Nach wie vor sollte der umweltbewußte Verbraucher auf die Verwendung tropischer Hölzer verzichten, da dessen Herkunft von unabhängigen Organisationen nicht zuverlässig überprüft werden kann. Entsprechende objektive, internationale Kontroll- und Überwachungsinstrumente existieren nicht. Deshalb sind Kennzeichnungen wie "Plantagenholz" relativ wertlos.

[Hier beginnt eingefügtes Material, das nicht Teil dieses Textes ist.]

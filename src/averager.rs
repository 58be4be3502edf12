/// Incremental weighted estimator for the average item width.
///
/// [`crate::SizeCache`] feeds every measured base width into this estimator
/// and uses the result as the width of items that have not been measured yet.
///
/// Each added width carries unit weight. Prior mass is weighted by the
/// configured default width, not by the previous average, so the estimate
/// drifts from the default toward the measured widths rather than tracking a
/// true running mean of them.
#[derive(Clone, Debug)]
pub struct ItemWidthAverager {
    default_width: f64,
    average: f64,
    total_weight: f64,
}

impl ItemWidthAverager {
    /// The default width estimate used when none is configured.
    pub const DEFAULT_WIDTH: f64 = 50.0;

    pub fn new(default_width: f64) -> Self {
        Self {
            default_width,
            average: default_width,
            total_weight: 0.0,
        }
    }

    pub fn average_item_width(&self) -> f64 {
        self.average
    }

    pub fn default_width(&self) -> f64 {
        self.default_width
    }

    /// Updates the default used to weight prior mass.
    ///
    /// Takes effect for subsequent [`Self::add_width`] calls and for
    /// [`Self::reset`]; while no widths have been added it also replaces the
    /// current estimate.
    pub fn set_default_width(&mut self, default_width: f64) {
        self.default_width = default_width;
        if self.total_weight == 0.0 {
            self.average = default_width;
        }
    }

    /// Folds one measured base width into the estimate with unit weight.
    ///
    /// A zero or NaN result is discarded without committing the weight.
    pub fn add_width(&mut self, width: f64) {
        let new_weight = self.total_weight + 1.0;
        let next = (width + self.default_width * self.total_weight) / new_weight;
        if !next.is_nan() && next != 0.0 {
            self.average = next;
            self.total_weight = new_weight;
        }
    }

    /// Restores the initial state: the default width with zero weight.
    pub fn reset(&mut self) {
        self.average = self.default_width;
        self.total_weight = 0.0;
    }
}

impl Default for ItemWidthAverager {
    fn default() -> Self {
        Self::new(Self::DEFAULT_WIDTH)
    }
}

Aber auch Plantagenbewirtschaftung ist alles andere als umwelt- und sozialverträglich. Der nährstoffarme Tropenboden erfordert eine intensive Düngung, um die Bewirtschaftung der Plantage gewinnbringend zu gestalten. Damit aber wird nachhaltig in das betreffende Ökosystem eingegriffen. Auch tragen Plantagen kaum zur Verbesserung der wirtschaftlichen Lage der Menschen in der dritten Welt bei. Ihre Erträge kommen per se transnationalen Konzernen zugute. Dagegen zerstören sie die ursprüngliche Lebenswelt und leiten bestenfalls weitere problematische Entwicklungsprozesse ein.

Der Holzhandel führt empfehlenswerte heimische Harthölzer (Eiche, Robinie, Lärche, Esche), die dem Tropenholz vergleichbare Gebrauchswerteigenschaften haben.